* _DESCRIPTION OF THE TASK_: The lines from the start of the data up to and including the one with "pub use errors::BotError;" should be returned exactly, and nothing else.

(Dataset excerpts)
====
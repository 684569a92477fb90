//! Worker Lambda: runs queued release tasks

pub mod handler;
pub mod notify;

pub use handler::{handler, run_task};
pub use notify::Notifier;
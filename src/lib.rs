/// Releasebot - a ChatOps bot that cuts releases and manages review apps.
///
/// This crate implements a two-Lambda architecture:
/// 1. An API Lambda that receives signed GitHub webhooks and Slack interactions,
///    drives the release dialog and queues confirmed release tasks
/// 2. A Worker Lambda that runs queued tasks (publish, deploy) and reports the
///    outcome to the release channel
///
/// # Architecture
///
/// The system uses:
/// - AWS Lambda for serverless execution
/// - SQS for task queuing between Lambdas
/// - GitHub for tags, commit history and pull-request comments
/// - Scalingo for review apps and deployments
/// - Tokio for async runtime
///
/// # Example
///
/// ```no_run
/// use releasebot::ReleaseBot;
/// use releasebot::core::config::AppConfig;
/// use releasebot::core::models::ReleaseType;
///
/// #[tokio::main]
/// async fn main() -> Result<(), Box<dyn std::error::Error>> {
///     // Set up structured logging
///     releasebot::setup_logging();
///
///     let config = AppConfig::from_env()?;
///     let bot = ReleaseBot::new(config);
///
///     // Publish a minor release and deploy it to the staging apps
///     let outcome = bot
///         .orchestrator()
///         .publish_and_deploy("pix", ReleaseType::Minor)
///         .await;
///     println!("{}", outcome.message());
///
///     Ok(())
/// }
/// ```
// Module declarations
pub mod api;
pub mod bot;
pub mod clients;
pub mod core;
pub mod errors;
pub mod features;
pub mod slack;
pub mod worker;

pub use bot::{Platforms, ReleaseBot};
pub use errors::BotError;

/// Configure structured logging with JSON format for AWS Lambda environments.
///
/// This function sets up tracing-subscriber with a JSON formatter suitable for
/// `CloudWatch` Logs integration. It should be called once at the start of each
/// Lambda binary; later calls leave the first subscriber in place.
///
/// # Example
///
/// ```
/// // Initialize structured logging at the start of your Lambda handler
/// releasebot::setup_logging();
/// ```
pub fn setup_logging() {
    use tracing_subscriber::prelude::*;
    let fmt_layer = tracing_subscriber::fmt::layer().json().with_target(true);

    let _ = tracing_subscriber::registry().with(fmt_layer).try_init();
}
====
* _EXERCISE RESULT_:
repository 684569a92477fb90
//! Worker Lambda: runs queued release tasks

pub mod handler;
pub mod notify;

pub use handler::{handler, run_task};
pub use notify::Notifier;
filename src/lib.rs
/// Releasebot - a ChatOps bot that cuts releases and manages review apps.
///
/// This crate implements a two-Lambda architecture:
/// 1. An API Lambda that receives signed GitHub webhooks and Slack interactions,
///    drives the release dialog and queues confirmed release tasks
/// 2. A Worker Lambda that runs queued tasks (publish, deploy) and reports the
///    outcome to the release channel
///
/// # Architecture
///
/// The system uses:
/// - AWS Lambda for serverless execution
/// - SQS for task queuing between Lambdas
/// - GitHub for tags, commit history and pull-request comments
/// - Scalingo for review apps and deployments
/// - Tokio for async runtime
///
/// # Example
///
/// ```no_run
/// use releasebot::ReleaseBot;
/// use releasebot::core::config::AppConfig;
/// use releasebot::core::models::ReleaseType;
///
/// #[tokio::main]
/// async fn main() -> Result<(), Box<dyn std::error::Error>> {
///     // Set up structured logging
///     releasebot::setup_logging();
///
///     let config = AppConfig::from_env()?;
///     let bot = ReleaseBot::new(config);
///
///     // Publish a minor release and deploy it to the staging apps
///     let outcome = bot
///         .orchestrator()
///         .publish_and_deploy("pix", ReleaseType::Minor)
///         .await;
///     println!("{}", outcome.message());
///
///     Ok(())
/// }
/// ```
// Module declarations
pub mod api;
pub mod bot;
pub mod clients;
pub mod core;
pub mod errors;
pub mod features;
pub mod slack;
pub mod worker;

pub use bot::{Platforms, ReleaseBot};
pub use errors::BotError;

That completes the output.